I have a friend whose son was, how shall I say, extremely irresponsible. To the point that, when the son told him that he was engaged, dad sat down with the girl and, uh, strongly advised her not to marry his son. For which he earned only her scorn. And, in the fulness of time, when the marriage was a thing of the past, do you suppose that she came to appreciate what he had tried to do for her? Nope. If anything, she treated him more scornfully than she had before.
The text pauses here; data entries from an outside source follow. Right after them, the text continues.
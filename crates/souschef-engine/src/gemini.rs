use std::thread;
use std::time::Duration;

use base64::engine::general_purpose::STANDARD as BASE64;
use base64::Engine as _;
use reqwest::blocking::{Client as HttpClient, Response as HttpResponse};
use serde_json::{json, Map, Value};
use souschef_contracts::errors::ProviderError;

use crate::providers::{ContentProvider, MediaBytes, TextPurpose, TextRequest};

pub const DEFAULT_GEMINI_API_BASE: &str = "https://generativelanguage.googleapis.com/v1beta";

const SAFETY_FINISH_REASONS: &[&str] = &[
    "SAFETY",
    "PROHIBITED_CONTENT",
    "BLOCKLIST",
    "SPII",
    "IMAGE_SAFETY",
];

pub struct GeminiProvider {
    api_base: String,
    api_key: Option<String>,
    voice: String,
    timeout: Duration,
    transport_retries: usize,
    retry_backoff: Duration,
    http: HttpClient,
}

impl GeminiProvider {
    pub fn new(api_base: &str, api_key: Option<String>, voice: &str, timeout: Duration) -> Self {
        Self {
            api_base: api_base.trim().trim_end_matches('/').to_string(),
            api_key: api_key
                .map(|key| key.trim().to_string())
                .filter(|key| !key.is_empty()),
            voice: voice.to_string(),
            timeout,
            transport_retries: 1,
            retry_backoff: Duration::from_millis(1200),
            http: HttpClient::new(),
        }
    }

    fn api_key(&self) -> Result<&str, ProviderError> {
        self.api_key
            .as_deref()
            .ok_or(ProviderError::MissingCredential)
    }

    fn endpoint_for_model(&self, model: &str, method: &str) -> String {
        let trimmed = model.trim();
        let model_path = if trimmed.starts_with("models/") {
            trimmed.to_string()
        } else {
            format!("models/{trimmed}")
        };
        format!("{}/{}:{}", self.api_base, model_path, method)
    }

    /// Retries only connection-level failures; HTTP errors are classified by
    /// the caller.
    fn post_with_transport_retries(
        &self,
        endpoint: &str,
        payload: &Value,
    ) -> Result<HttpResponse, ProviderError> {
        let api_key = self.api_key()?;
        let mut attempt = 0;
        loop {
            let response = self
                .http
                .post(endpoint)
                .query(&[("key", api_key)])
                .timeout(self.timeout)
                .json(payload)
                .send();
            match response {
                Ok(ok) => return Ok(ok),
                Err(err) => {
                    let retryable = err.is_timeout() || err.is_connect() || err.is_request();
                    if !retryable || attempt >= self.transport_retries {
                        return Err(ProviderError::Transient(format!(
                            "Gemini request failed ({}): {err}",
                            redact_endpoint(endpoint)
                        )));
                    }
                    attempt += 1;
                    thread::sleep(self.retry_backoff * attempt as u32);
                }
            }
        }
    }

    fn call(&self, model: &str, method: &str, payload: &Value) -> Result<Value, ProviderError> {
        let endpoint = self.endpoint_for_model(model, method);
        let response = self.post_with_transport_retries(&endpoint, payload)?;
        response_json_or_error(response)
    }
}

impl ContentProvider for GeminiProvider {
    fn name(&self) -> &str {
        "gemini"
    }

    fn credential_ready(&self) -> bool {
        self.api_key.is_some()
    }

    fn generate_text(&self, request: &TextRequest<'_>) -> Result<String, ProviderError> {
        let mut parts = Vec::new();
        if let Some(image) = request.image.filter(|image| !image.is_empty()) {
            parts.push(json!({
                "inlineData": {
                    "mimeType": image.mime_type,
                    "data": image.base64_data,
                }
            }));
        }
        parts.push(json!({ "text": request.prompt }));

        let mut generation_config = Map::new();
        generation_config.insert(
            "responseMimeType".to_string(),
            Value::String("application/json".to_string()),
        );
        generation_config.insert("temperature".to_string(), json!(request.temperature));
        if request.purpose == TextPurpose::Selection {
            generation_config.insert("candidateCount".to_string(), json!(1));
        }

        let payload = json!({
            "contents": [{ "role": "user", "parts": parts }],
            "generationConfig": generation_config,
        });
        let response = self.call(request.model, "generateContent", &payload)?;
        extract_text(&response)
    }

    fn generate_image(&self, model: &str, prompt: &str) -> Result<MediaBytes, ProviderError> {
        let payload = json!({
            "contents": [{ "role": "user", "parts": [{ "text": prompt }] }],
            "generationConfig": { "responseModalities": ["IMAGE"] },
        });
        let response = self.call(model, "generateContent", &payload)?;
        extract_inline_media(&response)
    }

    fn synthesize_speech(&self, model: &str, text: &str) -> Result<MediaBytes, ProviderError> {
        let payload = json!({
            "contents": [{ "role": "user", "parts": [{ "text": text }] }],
            "generationConfig": {
                "responseModalities": ["AUDIO"],
                "speechConfig": {
                    "voiceConfig": { "prebuiltVoiceConfig": { "voiceName": self.voice } }
                }
            },
        });
        let response = self.call(model, "generateContent", &payload)?;
        extract_inline_media(&response)
    }

    fn embed(&self, model: &str, text: &str) -> Result<Vec<f32>, ProviderError> {
        let payload = json!({
            "content": { "parts": [{ "text": text }] },
        });
        let response = self.call(model, "embedContent", &payload)?;
        extract_embedding(&response)
    }
}

fn response_json_or_error(response: HttpResponse) -> Result<Value, ProviderError> {
    let status = response.status();
    let code = status.as_u16();
    let body = response
        .text()
        .map_err(|err| {
            ProviderError::Transient(format!("Gemini response body read failed: {err}"))
        })?;
    if !status.is_success() {
        return Err(classify_http_error(code, &body));
    }
    serde_json::from_str(&body)
        .map_err(|err| {
            ProviderError::Transient(format!("Gemini returned invalid JSON payload: {err}"))
        })
}

pub(crate) fn classify_http_error(code: u16, body: &str) -> ProviderError {
    let detail = format!("Gemini request failed ({code}): {}", truncate_text(body, 512));
    if body.contains("API_KEY_INVALID")
        || body.contains("API key not valid")
        || code == 401
        || code == 403
    {
        return ProviderError::InvalidCredential(detail);
    }
    ProviderError::Transient(detail)
}

fn first_candidate(payload: &Value) -> Result<&Value, ProviderError> {
    if let Some(reason) = payload
        .get("promptFeedback")
        .and_then(|feedback| feedback.get("blockReason"))
        .and_then(Value::as_str)
    {
        return Err(ProviderError::Unsafe(reason.to_string()));
    }
    let candidate = payload
        .get("candidates")
        .and_then(Value::as_array)
        .and_then(|rows| rows.first())
        .ok_or_else(|| ProviderError::Transient("Gemini returned no candidates".to_string()))?;
    Ok(candidate)
}

fn candidate_parts(candidate: &Value) -> Vec<Value> {
    candidate
        .get("content")
        .and_then(|content| content.get("parts"))
        .and_then(Value::as_array)
        .cloned()
        .unwrap_or_default()
}

fn safety_block(candidate: &Value) -> Option<String> {
    candidate
        .get("finishReason")
        .and_then(Value::as_str)
        .filter(|reason| SAFETY_FINISH_REASONS.contains(reason))
        .map(str::to_string)
}

/// Joins the text parts of the first candidate. Safety stops map to
/// `Unsafe` even when a partial answer was streamed.
pub(crate) fn extract_text(payload: &Value) -> Result<String, ProviderError> {
    let candidate = first_candidate(payload)?;
    if let Some(reason) = safety_block(candidate) {
        return Err(ProviderError::Unsafe(reason));
    }
    let text: String = candidate_parts(candidate)
        .iter()
        .filter_map(|part| part.get("text").and_then(Value::as_str))
        .collect::<Vec<&str>>()
        .join("");
    if text.trim().is_empty() {
        return Err(ProviderError::Transient("Gemini returned an empty answer".to_string()));
    }
    Ok(text)
}

pub(crate) fn extract_inline_media(payload: &Value) -> Result<MediaBytes, ProviderError> {
    let candidate = first_candidate(payload)?;
    if let Some(reason) = safety_block(candidate) {
        return Err(ProviderError::Unsafe(reason));
    }
    for part in candidate_parts(candidate) {
        let inline = part
            .get("inlineData")
            .or_else(|| part.get("inline_data"))
            .and_then(Value::as_object)
            .cloned()
            .unwrap_or_default();
        let data = inline
            .get("data")
            .and_then(Value::as_str)
            .unwrap_or_default();
        if data.is_empty() {
            continue;
        }
        let bytes = BASE64
            .decode(data.as_bytes())
            .map_err(|err| {
                ProviderError::Transient(format!("Gemini media base64 decode failed: {err}"))
            })?;
        let mime_type = inline
            .get("mimeType")
            .or_else(|| inline.get("mime_type"))
            .and_then(Value::as_str)
            .unwrap_or("application/octet-stream")
            .to_string();
        return Ok(MediaBytes { bytes, mime_type });
    }
    Err(ProviderError::Transient("Gemini returned no media".to_string()))
}

pub(crate) fn extract_embedding(payload: &Value) -> Result<Vec<f32>, ProviderError> {
    let values = payload
        .get("embedding")
        .and_then(|embedding| embedding.get("values"))
        .and_then(Value::as_array)
        .ok_or_else(|| ProviderError::Transient("Gemini returned no embedding".to_string()))?;
    let vector: Vec<f32> = values
        .iter()
        .filter_map(Value::as_f64)
        .map(|value| value as f32)
        .collect();
    if vector.is_empty() || vector.len() != values.len() {
        return Err(ProviderError::Transient("Gemini embedding is malformed".to_string()));
    }
    Ok(vector)
}

fn redact_endpoint(endpoint: &str) -> &str {
    endpoint.split('?').next().unwrap_or(endpoint)
}

fn truncate_text(value: &str, max_chars: usize) -> String {
    if value.chars().count() <= max_chars {
        return value.to_string();
    }
    value.chars().take(max_chars).collect::<String>() + "…"
}

#[cfg(test)]
mod tests {
    use serde_json::json;

    use super::*;

    #[test]
    fn endpoint_accepts_bare_and_prefixed_models() {
        let provider = GeminiProvider::new(
            "https://example.test/v1beta/",
            Some("key".to_string()),
            "Kore",
            Duration::from_secs(5),
        );
        assert_eq!(
            provider.endpoint_for_model("gemini-2.5-flash", "generateContent"),
            "https://example.test/v1beta/models/gemini-2.5-flash:generateContent"
        );
        assert_eq!(
            provider.endpoint_for_model("models/text-embedding-004", "embedContent"),
            "https://example.test/v1beta/models/text-embedding-004:embedContent"
        );
    }

    #[test]
    fn missing_key_is_reported_before_any_request() {
        let provider = GeminiProvider::new(
            DEFAULT_GEMINI_API_BASE,
            Some("  ".to_string()),
            "Kore",
            Duration::from_secs(5),
        );
        assert!(!provider.credential_ready());
        let err = provider.embed("text-embedding-004", "rice").err();
        assert_eq!(err, Some(ProviderError::MissingCredential));
    }

    #[test]
    fn extracts_joined_text() -> anyhow::Result<()> {
        let payload = json!({
            "candidates": [{
                "content": { "parts": [{ "text": "{\"recipes\":" }, { "text": "[]}" }] },
                "finishReason": "STOP"
            }]
        });
        assert_eq!(extract_text(&payload)?, "{\"recipes\":[]}");
        Ok(())
    }

    #[test]
    fn prompt_block_and_safety_stop_are_unsafe() {
        let blocked = json!({ "promptFeedback": { "blockReason": "SAFETY" } });
        assert_eq!(
            extract_text(&blocked).err(),
            Some(ProviderError::Unsafe("SAFETY".to_string()))
        );

        let stopped = json!({
            "candidates": [{
                "content": { "parts": [{ "text": "partial" }] },
                "finishReason": "PROHIBITED_CONTENT"
            }]
        });
        assert_eq!(
            extract_text(&stopped).err(),
            Some(ProviderError::Unsafe("PROHIBITED_CONTENT".to_string()))
        );
    }

    #[test]
    fn empty_answers_are_transient() {
        let payload = json!({ "candidates": [] });
        assert!(matches!(extract_text(&payload), Err(ProviderError::Transient(_))));
    }

    #[test]
    fn extracts_inline_media() -> anyhow::Result<()> {
        let payload = json!({
            "candidates": [{
                "content": { "parts": [
                    { "text": "here is your image" },
                    { "inlineData": {
                        "mimeType": "image/png",
                        "data": BASE64.encode(b"png-bytes")
                    } }
                ]}
            }]
        });
        let media = extract_inline_media(&payload)?;
        assert_eq!(media.mime_type, "image/png");
        assert_eq!(media.bytes, b"png-bytes".to_vec());
        Ok(())
    }

    #[test]
    fn extracts_embedding_values() -> anyhow::Result<()> {
        let payload = json!({ "embedding": { "values": [0.25, -0.5, 1.0] } });
        assert_eq!(extract_embedding(&payload)?, vec![0.25, -0.5, 1.0]);
        assert!(extract_embedding(&json!({ "embedding": { "values": ["x"] } })).is_err());
        Ok(())
    }

    #[test]
    fn http_errors_are_classified() {
        assert!(matches!(
            classify_http_error(400, r#"{"error":{"details":[{"reason":"API_KEY_INVALID"}]}}"#),
            ProviderError::InvalidCredential(_)
        ));
        assert!(matches!(
            classify_http_error(503, "overloaded"),
            ProviderError::Transient(_)
        ));
    }
}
So - I sympathize; it seems like Pat ought to know who he's proposing to get married to. But do you think you could do it in a way that he could even receive, much less appreciate? To you, it looks like you're saving him from a bad marriage; to him, it looks like you're trying to sabotage his joy in his impending nuptials. Of course, he's going to give Lucy the benefit of the doubt. Which is as it should be, even if she doesn't deserve it.

And Proverbs 26:17 is rattling around in the back of my brain. . .

Recovering Soul said...

I asked my father in law for permission before asking Therese to marry me. If her answer had been "I need to check with my dad" I think I would have rescinded the offer, simply because a person who still feels they have to do that is not ready to be married.

We recently went on a paintball camping trip and a couple of the guys were taking the dare and jumping the campfire. My brothers friend wouldn't do it because he was afraid his mom would be upset if she found out. That guy is like 26 or 27 years old. On the way home, the same guy called his mom to let her know he was okay, and she said "uh, I wasn't really wondering, son."
He doesn't live at home.

I like to make fun of him for that.

Mev Dominee said...

Hi there. At first I thought I wouldn't comment. but now methinks I will.

First off - lucy is a coworker of a friend of Z? Does that mean that you know Lucy (and Pat for that matter) well enough to talk to them about this Z? It seems not.

secondly , I agree with recovering soul . If Pat did not hear alarm bells ringing when she said "check with dad" then nothing anyone will say to him is going to make him hear them now.

My wife is a Methodist minister and part of her job is to do pre-marriage counseling. This is a great place for couples to face the questions they normall would not think of before getting married.

Maybe Shelly could suggest a good minster who does such a pre-marriage course for them to go through.

Mev Dominee said...

PS: I think that her sleeping with the boss and the "check with dada attitude" are symptoms of a far larger issue.

Telling Pat about that is not going to help resolve the large issue. If they work through the large issues first it might come to the point where she confess to him out of her own and they can then work through that together.

Zanaleigh said...

I actually agree that he is clueless because of her having to ask her dad.
I don't know them personally. I'm not sure how well Shelly knows them either. I just found the story interesting (or stupid) that I thought I'd post it.
Of course I have no idea what Pat's character is like. He could be doing the same thing. Who knows.